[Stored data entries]

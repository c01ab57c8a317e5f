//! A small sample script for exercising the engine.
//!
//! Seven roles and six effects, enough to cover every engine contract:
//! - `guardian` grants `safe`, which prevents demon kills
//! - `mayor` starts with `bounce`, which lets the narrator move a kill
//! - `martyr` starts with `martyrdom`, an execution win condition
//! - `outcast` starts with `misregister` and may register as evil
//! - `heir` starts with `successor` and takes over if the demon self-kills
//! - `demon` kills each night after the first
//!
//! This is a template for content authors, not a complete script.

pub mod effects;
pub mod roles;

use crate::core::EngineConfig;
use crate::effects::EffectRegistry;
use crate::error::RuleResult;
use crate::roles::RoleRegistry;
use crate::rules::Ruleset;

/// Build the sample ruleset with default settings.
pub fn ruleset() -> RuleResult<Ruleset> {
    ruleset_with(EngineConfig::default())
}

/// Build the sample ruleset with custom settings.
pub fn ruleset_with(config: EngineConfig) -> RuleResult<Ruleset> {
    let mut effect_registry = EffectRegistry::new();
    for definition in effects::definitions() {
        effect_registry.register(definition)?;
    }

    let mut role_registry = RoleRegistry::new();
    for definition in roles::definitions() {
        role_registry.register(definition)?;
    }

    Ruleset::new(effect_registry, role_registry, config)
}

Goal of the exercise:
Output each record exactly, leaving nothing out.

Answer:
repository c01ab57c8a317e5f
//! A small sample script for exercising the engine.
//!
//! Seven roles and six effects, enough to cover every engine contract:
//! - `guardian` grants `safe`, which prevents demon kills
//! - `mayor` starts with `bounce`, which lets the narrator move a kill
//! - `martyr` starts with `martyrdom`, an execution win condition
//! - `outcast` starts with `misregister` and may register as evil
//! - `heir` starts with `successor` and takes over if the demon self-kills
//! - `demon` kills each night after the first
//!
//! This is a template for content authors, not a complete script.

pub mod effects;
pub mod roles;

use crate::core::EngineConfig;
use crate::effects::EffectRegistry;
use crate::error::RuleResult;
use crate::roles::RoleRegistry;
use crate::rules::Ruleset;

/// Build the sample ruleset with default settings.
pub fn ruleset() -> RuleResult<Ruleset> {
    ruleset_with(EngineConfig::default())
}

/// Build the sample ruleset with custom settings.
pub fn ruleset_with(config: EngineConfig) -> RuleResult<Ruleset> {
    let mut effect_registry = EffectRegistry::new();
    for definition in effects::definitions() {
        effect_registry.register(definition)?;
    }

    let mut role_registry = RoleRegistry::new();
    for definition in roles::definitions() {
        role_registry.register(definition)?;
    }

    Ruleset::new(effect_registry, role_registry, config)
}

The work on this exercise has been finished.